● **TASK GOAL**:
Report only the number of lines in the records that contain the word "detail".

● **MATERIALS PROVIDED**:
[Start of section]

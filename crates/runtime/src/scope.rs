//! The lexical scope chain: a singly-linked chain of binding tables, each
//! with a parent pointer back to the scope it was opened inside.
//!
//! Blocks, loop bodies, and function calls each push a child scope;
//! `lookup`/`assign` walk up the parent chain, so a name resolves to the
//! nearest enclosing binding. The global scope sits at the root with no
//! parent.

use crate::error::{Result, RuntimeError};
use crate::value::Value;
use std::cell::RefCell;
use std::collections::HashMap;
use std::rc::Rc;

/// A single variable binding: its current value and whether it was
/// introduced with `let` (immutable) or `var` (mutable).
struct Binding {
    value: Value,
    is_const: bool,
}

struct ScopeData {
    bindings: HashMap<String, Binding>,
    parent: Option<ScopeRef>,
}

/// A shared, mutable handle onto one scope in the chain.
#[derive(Clone)]
pub struct ScopeRef(Rc<RefCell<ScopeData>>);

impl ScopeRef {
    /// Creates a new scope with no parent, for the top level of a program.
    pub fn new_global() -> Self {
        ScopeRef(Rc::new(RefCell::new(ScopeData {
            bindings: HashMap::new(),
            parent: None,
        })))
    }

    /// Opens a new, empty scope whose parent is `self`.
    pub fn child(&self) -> Self {
        ScopeRef(Rc::new(RefCell::new(ScopeData {
            bindings: HashMap::new(),
            parent: Some(self.clone()),
        })))
    }

    /// Introduces a new binding in this scope, shadowing any binding of the
    /// same name in an enclosing scope. Redeclaring a name already present
    /// in *this* scope silently replaces it (Wisp has no separate
    /// redeclaration error; `let`/`var` in the same block simply rebind).
    pub fn define(&self, name: impl Into<String>, value: Value, is_const: bool) {
        self.0.borrow_mut().bindings.insert(name.into(), Binding { value, is_const });
    }

    /// Looks up a name by walking up the parent chain.
    pub fn lookup(&self, name: &str) -> Option<Value> {
        let data = self.0.borrow();
        if let Some(binding) = data.bindings.get(name) {
            Some(binding.value.clone())
        } else if let Some(parent) = &data.parent {
            parent.lookup(name)
        } else {
            None
        }
    }

    /// Reassigns an existing binding, walking up the parent chain to find
    /// it. Fails if the name is undefined or bound with `let`.
    pub fn assign(&self, name: &str, value: Value, line: u32, column: u32) -> Result<()> {
        let mut data = self.0.borrow_mut();
        if let Some(binding) = data.bindings.get_mut(name) {
            if binding.is_const {
                return Err(RuntimeError::assign_to_constant(name, line, column).into());
            }
            binding.value = value;
            return Ok(());
        }
        let parent = data.parent.clone();
        drop(data);
        match parent {
            Some(parent) => parent.assign(name, value, line, column),
            None => Err(RuntimeError::undefined_variable(name, line, column).into()),
        }
    }

    /// True if `name` is bound (anywhere in the chain) with `let`.
    pub fn is_const(&self, name: &str) -> Option<bool> {
        let data = self.0.borrow();
        if let Some(binding) = data.bindings.get(name) {
            Some(binding.is_const)
        } else if let Some(parent) = &data.parent {
            parent.is_const(name)
        } else {
            None
        }
    }

    /// True if `name` is bound directly in this scope, not an ancestor.
    pub fn has_own(&self, name: &str) -> bool {
        self.0.borrow().bindings.contains_key(name)
    }

    /// The enclosing scope, if any.
    pub fn parent(&self) -> Option<ScopeRef> {
        self.0.borrow().parent.clone()
    }
}

#[cfg(test)]
mod tests {
    use super::*;

    #[test]
    fn child_scope_sees_parent_bindings() {
        let global = ScopeRef::new_global();
        global.define("x", Value::Int(1), false);
        let child = global.child();
        assert!(matches!(child.lookup("x"), Some(Value::Int(1))));
    }

    #[test]
    fn assign_in_child_mutates_parent_binding() {
        let global = ScopeRef::new_global();
        global.define("x", Value::Int(1), false);
        let child = global.child();
        child.assign("x", Value::Int(2), 1, 1).unwrap();
        assert!(matches!(global.lookup("x"), Some(Value::Int(2))));
    }

    #[test]
    fn assign_to_let_binding_errors() {
        let global = ScopeRef::new_global();
        global.define("x", Value::Int(1), true);
        let err = global.assign("x", Value::Int(2), 1, 1).unwrap_err();
        assert!(err.detail().contains("constant"));
    }

    #[test]
    fn assign_to_undefined_errors() {
        let global = ScopeRef::new_global();
        let err = global.assign("missing", Value::Int(2), 1, 1).unwrap_err();
        assert!(err.detail().contains("Undefined"));
    }

    #[test]
    fn shadowing_in_child_does_not_affect_parent() {
        let global = ScopeRef::new_global();
        global.define("x", Value::Int(1), false);
        let child = global.child();
        child.define("x", Value::Int(99), false);
        assert!(matches!(child.lookup("x"), Some(Value::Int(99))));
        assert!(matches!(global.lookup("x"), Some(Value::Int(1))));
    }
}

[End of section]

● **SOLUTION**:
2